[Saved entries]
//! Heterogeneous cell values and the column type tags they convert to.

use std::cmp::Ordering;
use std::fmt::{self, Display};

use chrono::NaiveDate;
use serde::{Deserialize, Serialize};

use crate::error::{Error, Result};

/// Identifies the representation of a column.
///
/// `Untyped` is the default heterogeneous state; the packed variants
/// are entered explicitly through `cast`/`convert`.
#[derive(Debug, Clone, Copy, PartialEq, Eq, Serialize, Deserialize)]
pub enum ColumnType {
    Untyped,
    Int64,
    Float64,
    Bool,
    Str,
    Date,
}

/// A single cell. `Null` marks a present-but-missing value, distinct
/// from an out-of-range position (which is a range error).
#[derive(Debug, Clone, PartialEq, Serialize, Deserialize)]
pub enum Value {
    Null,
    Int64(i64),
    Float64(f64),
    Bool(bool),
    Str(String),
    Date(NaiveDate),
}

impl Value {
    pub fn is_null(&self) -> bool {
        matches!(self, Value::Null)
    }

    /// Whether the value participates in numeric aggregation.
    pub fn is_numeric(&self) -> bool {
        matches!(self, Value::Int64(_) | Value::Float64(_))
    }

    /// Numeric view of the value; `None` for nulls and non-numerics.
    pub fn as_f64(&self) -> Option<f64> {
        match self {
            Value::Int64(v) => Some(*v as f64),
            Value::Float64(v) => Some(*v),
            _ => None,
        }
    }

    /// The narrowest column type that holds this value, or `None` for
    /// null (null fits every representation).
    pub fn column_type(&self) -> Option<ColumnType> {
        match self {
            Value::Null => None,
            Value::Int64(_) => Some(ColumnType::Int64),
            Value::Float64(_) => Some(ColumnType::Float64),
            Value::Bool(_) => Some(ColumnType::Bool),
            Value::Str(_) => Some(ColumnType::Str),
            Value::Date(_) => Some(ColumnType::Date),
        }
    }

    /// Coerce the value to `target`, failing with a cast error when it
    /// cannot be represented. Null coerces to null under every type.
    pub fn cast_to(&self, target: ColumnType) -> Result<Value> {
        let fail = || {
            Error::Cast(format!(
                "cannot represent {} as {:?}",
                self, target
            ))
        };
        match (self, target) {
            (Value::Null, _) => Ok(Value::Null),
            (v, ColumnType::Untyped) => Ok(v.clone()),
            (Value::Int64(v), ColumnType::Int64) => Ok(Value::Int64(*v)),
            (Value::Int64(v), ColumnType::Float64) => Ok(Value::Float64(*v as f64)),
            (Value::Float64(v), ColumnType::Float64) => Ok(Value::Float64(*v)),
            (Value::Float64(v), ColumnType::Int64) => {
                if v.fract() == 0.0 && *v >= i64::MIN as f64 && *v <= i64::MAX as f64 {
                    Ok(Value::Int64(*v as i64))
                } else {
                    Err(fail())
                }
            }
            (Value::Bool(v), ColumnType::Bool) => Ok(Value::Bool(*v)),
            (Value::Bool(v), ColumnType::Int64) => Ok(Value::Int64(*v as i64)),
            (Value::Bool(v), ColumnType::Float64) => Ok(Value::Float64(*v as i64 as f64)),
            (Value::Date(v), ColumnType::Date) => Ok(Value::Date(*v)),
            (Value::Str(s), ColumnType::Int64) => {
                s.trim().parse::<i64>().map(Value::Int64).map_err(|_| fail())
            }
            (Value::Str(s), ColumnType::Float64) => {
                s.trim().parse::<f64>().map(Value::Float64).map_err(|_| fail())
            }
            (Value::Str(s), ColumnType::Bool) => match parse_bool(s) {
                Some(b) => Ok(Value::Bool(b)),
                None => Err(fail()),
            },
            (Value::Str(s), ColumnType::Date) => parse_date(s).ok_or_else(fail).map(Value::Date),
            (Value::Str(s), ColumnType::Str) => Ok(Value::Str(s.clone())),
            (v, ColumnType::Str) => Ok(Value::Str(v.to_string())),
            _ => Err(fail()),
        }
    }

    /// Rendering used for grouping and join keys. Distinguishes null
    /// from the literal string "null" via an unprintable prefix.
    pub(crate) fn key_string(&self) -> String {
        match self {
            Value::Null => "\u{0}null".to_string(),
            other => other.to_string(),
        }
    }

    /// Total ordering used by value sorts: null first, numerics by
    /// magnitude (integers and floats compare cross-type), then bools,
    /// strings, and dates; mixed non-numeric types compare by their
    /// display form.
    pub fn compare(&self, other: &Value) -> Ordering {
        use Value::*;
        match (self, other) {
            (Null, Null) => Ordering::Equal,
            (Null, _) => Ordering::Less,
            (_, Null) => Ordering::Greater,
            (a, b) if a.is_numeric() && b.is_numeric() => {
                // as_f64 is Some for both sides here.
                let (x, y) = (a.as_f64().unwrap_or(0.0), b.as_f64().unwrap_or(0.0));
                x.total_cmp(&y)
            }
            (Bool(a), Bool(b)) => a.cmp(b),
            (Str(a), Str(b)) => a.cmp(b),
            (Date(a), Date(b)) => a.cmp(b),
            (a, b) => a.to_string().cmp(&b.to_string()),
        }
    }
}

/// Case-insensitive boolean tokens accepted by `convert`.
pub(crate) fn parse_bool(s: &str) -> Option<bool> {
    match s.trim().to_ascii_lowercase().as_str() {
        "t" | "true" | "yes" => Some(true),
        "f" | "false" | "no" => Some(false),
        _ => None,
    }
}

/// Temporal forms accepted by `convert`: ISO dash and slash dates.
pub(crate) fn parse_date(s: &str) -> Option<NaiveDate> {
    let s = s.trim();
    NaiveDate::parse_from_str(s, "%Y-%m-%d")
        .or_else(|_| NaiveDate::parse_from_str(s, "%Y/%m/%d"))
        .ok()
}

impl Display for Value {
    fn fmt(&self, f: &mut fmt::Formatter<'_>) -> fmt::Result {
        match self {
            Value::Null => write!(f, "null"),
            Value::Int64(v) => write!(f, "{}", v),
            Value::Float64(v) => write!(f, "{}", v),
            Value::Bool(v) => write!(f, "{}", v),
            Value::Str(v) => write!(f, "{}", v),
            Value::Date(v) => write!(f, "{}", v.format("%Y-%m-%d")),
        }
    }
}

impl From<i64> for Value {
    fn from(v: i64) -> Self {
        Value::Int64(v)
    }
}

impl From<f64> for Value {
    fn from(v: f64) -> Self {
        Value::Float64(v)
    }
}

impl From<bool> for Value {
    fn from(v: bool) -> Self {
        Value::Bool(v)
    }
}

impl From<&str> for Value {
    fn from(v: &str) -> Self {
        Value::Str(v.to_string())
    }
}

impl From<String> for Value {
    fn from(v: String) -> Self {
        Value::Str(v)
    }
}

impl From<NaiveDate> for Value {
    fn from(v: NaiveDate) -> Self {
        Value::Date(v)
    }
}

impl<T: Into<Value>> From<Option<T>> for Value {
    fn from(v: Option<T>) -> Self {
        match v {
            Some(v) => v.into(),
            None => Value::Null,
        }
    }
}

_The task_
Every line of the data above is to be copied out exactly.

_Response to the task_
//! Heterogeneous cell values and the column type tags they convert to.

use std::cmp::Ordering;
use std::fmt::{self, Display};

use chrono::NaiveDate;
use serde::{Deserialize, Serialize};

use crate::error::{Error, Result};

/// Identifies the representation of a column.
///
/// `Untyped` is the default heterogeneous state; the packed variants
/// are entered explicitly through `cast`/`convert`.
#[derive(Debug, Clone, Copy, PartialEq, Eq, Serialize, Deserialize)]
pub enum ColumnType {
    Untyped,
    Int64,
    Float64,
    Bool,
    Str,
    Date,
}

/// A single cell. `Null` marks a present-but-missing value, distinct
/// from an out-of-range position (which is a range error).
#[derive(Debug, Clone, PartialEq, Serialize, Deserialize)]
pub enum Value {
    Null,
    Int64(i64),
    Float64(f64),
    Bool(bool),
    Str(String),
    Date(NaiveDate),
}

impl Value {
    pub fn is_null(&self) -> bool {
        matches!(self, Value::Null)
    }

    /// Whether the value participates in numeric aggregation.
    pub fn is_numeric(&self) -> bool {
        matches!(self, Value::Int64(_) | Value::Float64(_))
    }

    /// Numeric view of the value; `None` for nulls and non-numerics.
    pub fn as_f64(&self) -> Option<f64> {
        match self {
            Value::Int64(v) => Some(*v as f64),
            Value::Float64(v) => Some(*v),
            _ => None,
        }
    }

    /// The narrowest column type that holds this value, or `None` for
    /// null (null fits every representation).
    pub fn column_type(&self) -> Option<ColumnType> {
        match self {
            Value::Null => None,
            Value::Int64(_) => Some(ColumnType::Int64),
            Value::Float64(_) => Some(ColumnType::Float64),
            Value::Bool(_) => Some(ColumnType::Bool),
            Value::Str(_) => Some(ColumnType::Str),
            Value::Date(_) => Some(ColumnType::Date),
        }
    }

    /// Coerce the value to `target`, failing with a cast error when it
    /// cannot be represented. Null coerces to null under every type.
    pub fn cast_to(&self, target: ColumnType) -> Result<Value> {
        let fail = || {
            Error::Cast(format!(
                "cannot represent {} as {:?}",
                self, target
            ))
        };
        match (self, target) {
            (Value::Null, _) => Ok(Value::Null),
            (v, ColumnType::Untyped) => Ok(v.clone()),
            (Value::Int64(v), ColumnType::Int64) => Ok(Value::Int64(*v)),
            (Value::Int64(v), ColumnType::Float64) => Ok(Value::Float64(*v as f64)),
            (Value::Float64(v), ColumnType::Float64) => Ok(Value::Float64(*v)),
            (Value::Float64(v), ColumnType::Int64) => {
                if v.fract() == 0.0 && *v >= i64::MIN as f64 && *v <= i64::MAX as f64 {
                    Ok(Value::Int64(*v as i64))
                } else {
                    Err(fail())
                }
            }
            (Value::Bool(v), ColumnType::Bool) => Ok(Value::Bool(*v)),
            (Value::Bool(v), ColumnType::Int64) => Ok(Value::Int64(*v as i64)),
            (Value::Bool(v), ColumnType::Float64) => Ok(Value::Float64(*v as i64 as f64)),
            (Value::Date(v), ColumnType::Date) => Ok(Value::Date(*v)),
            (Value::Str(s), ColumnType::Int64) => {
                s.trim().parse::<i64>().map(Value::Int64).map_err(|_| fail())
            }
            (Value::Str(s), ColumnType::Float64) => {
                s.trim().parse::<f64>().map(Value::Float64).map_err(|_| fail())
            }
            (Value::Str(s), ColumnType::Bool) => match parse_bool(s) {
                Some(b) => Ok(Value::Bool(b)),
                None => Err(fail()),
            },
            (Value::Str(s), ColumnType::Date) => parse_date(s).ok_or_else(fail).map(Value::Date),
            (Value::Str(s), ColumnType::Str) => Ok(Value::Str(s.clone())),
            (v, ColumnType::Str) => Ok(Value::Str(v.to_string())),
            _ => Err(fail()),
        }
    }

    /// Rendering used for grouping and join keys. Distinguishes null
    /// from the literal string "null" via an unprintable prefix.
    pub(crate) fn key_string(&self) -> String {
        match self {
            Value::Null => "\u{0}null".to_string(),
            other => other.to_string(),
        }
    }

    /// Total ordering used by value sorts: null first, numerics by
    /// magnitude (integers and floats compare cross-type), then bools,
    /// strings, and dates; mixed non-numeric types compare by their
    /// display form.
    pub fn compare(&self, other: &Value) -> Ordering {
        use Value::*;
        match (self, other) {
            (Null, Null) => Ordering::Equal,
            (Null, _) => Ordering::Less,
            (_, Null) => Ordering::Greater,
            (a, b) if a.is_numeric() && b.is_numeric() => {
                // as_f64 is Some for both sides here.
                let (x, y) = (a.as_f64().unwrap_or(0.0), b.as_f64().unwrap_or(0.0));
                x.total_cmp(&y)
            }
            (Bool(a), Bool(b)) => a.cmp(b),
            (Str(a), Str(b)) => a.cmp(b),
            (Date(a), Date(b)) => a.cmp(b),
            (a, b) => a.to_string().cmp(&b.to_string()),
        }
    }
}

/// Case-insensitive boolean tokens accepted by `convert`.
pub(crate) fn parse_bool(s: &str) -> Option<bool> {
    match s.trim().to_ascii_lowercase().as_str() {
        "t" | "true" | "yes" => Some(true),
        "f" | "false" | "no" => Some(false),
        _ => None,
    }
}

/// Temporal forms accepted by `convert`: ISO dash and slash dates.
pub(crate) fn parse_date(s: &str) -> Option<NaiveDate> {
    let s = s.trim();
    NaiveDate::parse_from_str(s, "%Y-%m-%d")
        .or_else(|_| NaiveDate::parse_from_str(s, "%Y/%m/%d"))
        .ok()
}

impl Display for Value {
    fn fmt(&self, f: &mut fmt::Formatter<'_>) -> fmt::Result {
        match self {
            Value::Null => write!(f, "null"),
            Value::Int64(v) => write!(f, "{}", v),
            Value::Float64(v) => write!(f, "{}", v),
            Value::Bool(v) => write!(f, "{}", v),
            Value::Str(v) => write!(f, "{}", v),
            Value::Date(v) => write!(f, "{}", v.format("%Y-%m-%d")),
        }
    }
}

impl From<i64> for Value {
    fn from(v: i64) -> Self {
        Value::Int64(v)
    }
}

impl From<f64> for Value {
    fn from(v: f64) -> Self {
        Value::Float64(v)
    }
}

impl From<bool> for Value {
    fn from(v: bool) -> Self {
        Value::Bool(v)
    }
}

impl From<&str> for Value {
    fn from(v: &str) -> Self {
        Value::Str(v.to_string())
    }
}

impl From<String> for Value {
    fn from(v: String) -> Self {
        Value::Str(v)
    }
}

impl From<NaiveDate> for Value {
    fn from(v: NaiveDate) -> Self {
        Value::Date(v)
    }
}

impl<T: Into<Value>> From<Option<T>> for Value {
    fn from(v: Option<T>) -> Self {
        match v {
            Some(v) => v.into(),
            None => Value::Null,
        }
    }
}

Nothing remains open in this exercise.